Diese kann sich durch starke Kopfschmerzen, Übelkeit bis Erbrechen, starke Müdigkeit und Schwäche, Schwindel, Atemnot, Tinnitus und Schlafstörungen äußern. Schon auf der Fahrt vom Flughafen nach San Pedro bekamen wir im Auto die Höhe zu spüren. Im Nu ist die Nase zu als wäre man in einem extrem staubigen Raum.

Am liebsten hätte ich mir im Halbstundentakt die Nase geputzt. “Das ist der hohe Luftdruck, nicht der Staub”, erklärt mir unsere Reiseleitung. “Einfach bewusst tief und langsam weiter atmen”, rät sie.
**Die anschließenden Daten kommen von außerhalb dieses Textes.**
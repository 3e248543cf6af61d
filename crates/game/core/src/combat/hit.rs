//! Degree of success for rolled effects.

use crate::action::TraitStatusStorage;
use crate::config::BattleConfig;

/// How well an effect landed.
#[derive(
    Clone,
    Copy,
    Debug,
    PartialEq,
    Eq,
    PartialOrd,
    Ord,
    Hash,
    strum::Display,
    strum::EnumIter,
)]
#[cfg_attr(feature = "serde", derive(serde::Serialize, serde::Deserialize))]
#[strum(serialize_all = "SCREAMING_SNAKE_CASE")]
pub enum DegreeOfSuccess {
    CriticalFailure,
    Failure,
    Success,
    CriticalSuccess,
}

impl DegreeOfSuccess {
    pub fn is_success(&self) -> bool {
        matches!(self, Self::Success | Self::CriticalSuccess)
    }
}

/// Degree of success for a roll against a defense.
///
/// # Arguments
///
/// * `natural` - Sum of the dice alone
/// * `modifier_total` - Sum of roll modifiers (multiple attack penalty, ...)
/// * `defense` - Target's defense against the effect
/// * `traits` - Effect traits; `CANNOT_CRITICALLY_*` cap the result
/// * `critical_margin` - Distance from the defense that turns a result critical
pub fn degree_of_success(
    natural: i32,
    modifier_total: i32,
    defense: i32,
    traits: TraitStatusStorage,
    critical_margin: i32,
) -> DegreeOfSuccess {
    let total = natural + modifier_total;
    let max_natural = (BattleConfig::DICE_SIDES as i32) * (BattleConfig::DICE_COUNT as i32);
    let min_natural = BattleConfig::DICE_COUNT as i32;

    let mut degree = if total >= defense + critical_margin {
        DegreeOfSuccess::CriticalSuccess
    } else if total >= defense {
        DegreeOfSuccess::Success
    } else if total <= defense - critical_margin {
        DegreeOfSuccess::CriticalFailure
    } else {
        DegreeOfSuccess::Failure
    };

    if natural == max_natural {
        degree = DegreeOfSuccess::CriticalSuccess;
    } else if natural == min_natural {
        degree = DegreeOfSuccess::CriticalFailure;
    }

    if degree == DegreeOfSuccess::CriticalSuccess
        && traits.contains(TraitStatusStorage::CANNOT_CRITICALLY_SUCCEED)
    {
        degree = DegreeOfSuccess::Success;
    }
    if degree == DegreeOfSuccess::CriticalFailure
        && traits.contains(TraitStatusStorage::CANNOT_CRITICALLY_FAIL)
    {
        degree = DegreeOfSuccess::Failure;
    }
    degree
}

/// Number of the 36 possible 2d6 outcomes landing on each degree.
#[derive(Clone, Copy, Debug, Default, PartialEq, Eq)]
#[cfg_attr(feature = "serde", derive(serde::Serialize, serde::Deserialize))]
pub struct DegreeOfSuccessChances {
    pub critical_failure: u32,
    pub failure: u32,
    pub success: u32,
    pub critical_success: u32,
}

impl DegreeOfSuccessChances {
    pub const OUTCOMES: u32 = BattleConfig::DICE_SIDES * BattleConfig::DICE_SIDES;

    /// Chances for an effect that succeeds without rolling.
    pub fn certain_success() -> Self {
        Self {
            success: Self::OUTCOMES,
            ..Self::default()
        }
    }

    /// Enumerates every pair of die faces.
    pub fn for_roll(
        modifier_total: i32,
        defense: i32,
        traits: TraitStatusStorage,
        critical_margin: i32,
    ) -> Self {
        let mut chances = Self::default();
        for first in 1..=BattleConfig::DICE_SIDES {
            for second in 1..=BattleConfig::DICE_SIDES {
                let natural = (first + second) as i32;
                match degree_of_success(natural, modifier_total, defense, traits, critical_margin) {
                    DegreeOfSuccess::CriticalFailure => chances.critical_failure += 1,
                    DegreeOfSuccess::Failure => chances.failure += 1,
                    DegreeOfSuccess::Success => chances.success += 1,
                    DegreeOfSuccess::CriticalSuccess => chances.critical_success += 1,
                }
            }
        }
        chances
    }

    pub fn count(&self, degree: DegreeOfSuccess) -> u32 {
        match degree {
            DegreeOfSuccess::CriticalFailure => self.critical_failure,
            DegreeOfSuccess::Failure => self.failure,
            DegreeOfSuccess::Success => self.success,
            DegreeOfSuccess::CriticalSuccess => self.critical_success,
        }
    }

    /// Whole-number percentage, rounded down.
    pub fn percent(&self, degree: DegreeOfSuccess) -> u32 {
        self.count(degree) * 100 / Self::OUTCOMES
    }
}

#[cfg(test)]
mod tests {
    use super::*;

    const MARGIN: i32 = BattleConfig::DEFAULT_CRITICAL_MARGIN;

    #[test]
    fn margins_decide_the_degree() {
        let none = TraitStatusStorage::empty();
        assert_eq!(degree_of_success(7, 0, 7, none, MARGIN), DegreeOfSuccess::Success);
        assert_eq!(degree_of_success(6, 0, 7, none, MARGIN), DegreeOfSuccess::Failure);
        assert_eq!(degree_of_success(11, 0, 5, none, MARGIN), DegreeOfSuccess::CriticalSuccess);
        assert_eq!(degree_of_success(3, 0, 9, none, MARGIN), DegreeOfSuccess::CriticalFailure);
        assert_eq!(degree_of_success(8, -2, 7, none, MARGIN), DegreeOfSuccess::Failure);
    }

    #[test]
    fn natural_extremes_are_critical_unless_forbidden() {
        let none = TraitStatusStorage::empty();
        assert_eq!(degree_of_success(12, 0, 20, none, MARGIN), DegreeOfSuccess::CriticalSuccess);
        assert_eq!(degree_of_success(2, 0, 0, none, MARGIN), DegreeOfSuccess::CriticalFailure);

        let capped =
            TraitStatusStorage::CANNOT_CRITICALLY_SUCCEED | TraitStatusStorage::CANNOT_CRITICALLY_FAIL;
        assert_eq!(degree_of_success(12, 0, 20, capped, MARGIN), DegreeOfSuccess::Success);
        assert_eq!(degree_of_success(2, 0, 0, capped, MARGIN), DegreeOfSuccess::Failure);
    }

    #[test]
    fn chances_cover_all_outcomes() {
        let chances = DegreeOfSuccessChances::for_roll(0, 7, TraitStatusStorage::empty(), MARGIN);
        let total = chances.critical_failure + chances.failure + chances.success + chances.critical_success;
        assert_eq!(total, DegreeOfSuccessChances::OUTCOMES);
        // 7 or better on 2d6, minus the natural 12 counted as critical
        assert_eq!(chances.success + chances.critical_success, 21);
        assert_eq!(chances.critical_success, 1);
        assert_eq!(chances.critical_failure, 1);
        assert_eq!(DegreeOfSuccessChances::certain_success().percent(DegreeOfSuccess::Success), 100);
    }
}
//! One orchestrator component per battle mode.

mod action_confirm;
mod action_on_map;
mod action_on_squaddie;
mod computer_selector;
mod cutscene;
mod hud;
mod mission_loader;
mod mover;
mod phase;
mod player_selector;
mod player_target;

pub use action_confirm::ActionConfirm;
pub use action_on_map::SquaddieUsesActionOnMap;
pub use action_on_squaddie::SquaddieUsesActionOnSquaddie;
pub use computer_selector::ComputerSquaddieSelector;
pub use cutscene::CutscenePlayer;
pub use hud::PlayerHudController;
pub use mission_loader::MissionLoader;
pub use mover::SquaddieMover;
pub use phase::PhaseController;
pub use player_selector::PlayerSquaddieSelector;
pub use player_target::PlayerSquaddieTarget;

use battle_core::SquaddieAffiliation;

use super::BattleOrchestratorMode;

/// Selector mode for the team whose phase it is.
fn selector_for(affiliation: SquaddieAffiliation, autoplay_player: bool) -> BattleOrchestratorMode {
    if affiliation == SquaddieAffiliation::Player && !autoplay_player {
        BattleOrchestratorMode::PlayerSquaddieSelector
    } else {
        BattleOrchestratorMode::ComputerSquaddieSelector
    }
}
Tanja, Paul, Vivi und ich tun wie uns gesagt, kommen zur Ruhe und lassen gedankenverloren die endlose Weite, die am Horizont von den schneebdeckten Vulkanen der andinen Gebirskordillere umgrenzt ist, auf uns wirken. Der “Norte Grande”, der große Norden, ist seit rund 100 Jahren Chiles wirtschaftlich wichtigste Region. Vor allem Kupfer und Salpeter bescherten und bescheren Chile Arbeitsplätze, eine der stabilsten Ökonomien Lateinamerikas, Devisen, aber auch historische, politische Konflikte, massive Umweltschäden und wirtschaftliche Abhängigkeiten. Das kleine San Pedro de Atacama zählt zwar nicht zu den unzähligen “oficinas”, das heißt Bergbau-Betriebe, war jedoch im 20. Jahrhundert eine wichtige Durchreise-Station für Viehtreiber auf ihrem Weg zu eben jenen oficinas. Bereits zu präkolumbischer Zeit (Zeit vor der Entdeckung Amerikas durch Christopher Kolumbus, Anm. d. Red.) war das Örtchen Anlaufpunkt für Reisende.

Auf der Handelsroute zwischen den Anden und dem Pazifik war der Ort einer der wichtigsten Haltestellen. Und auch heute noch herrscht in dem aus Lehm-Hütten geformten Dörfchen reges Kommen und Gehen.

Heute sind es jedoch Touristen aus aller Welt, die vor allem nachts – wenn alle von ihren Tagesausflügen zurück sind – für geschäftiges und uns sehr bekanntes Treiben sorgen. Doch für uns ging es heute wieder früh ins Bett. Die Wecker bleiben auf 4:45 Uhr gestellt. Die Geysire von El Tatio erwarten uns. Wer sie in ihrer ganzen Pracht sehen will, muss zum Sonnenaufgang da sein. Wir versuchen die überwältigenden Natur-Eindrücke des heutigen Tages zu verarbeiten und die Augen zu schließen. Lateinamerikanische Rhythmen aus gleich drei unterschiedlichen Richtungen und Bars schleicht sich in unsere Zimmer und schunkelt uns sanft in den Schlaf.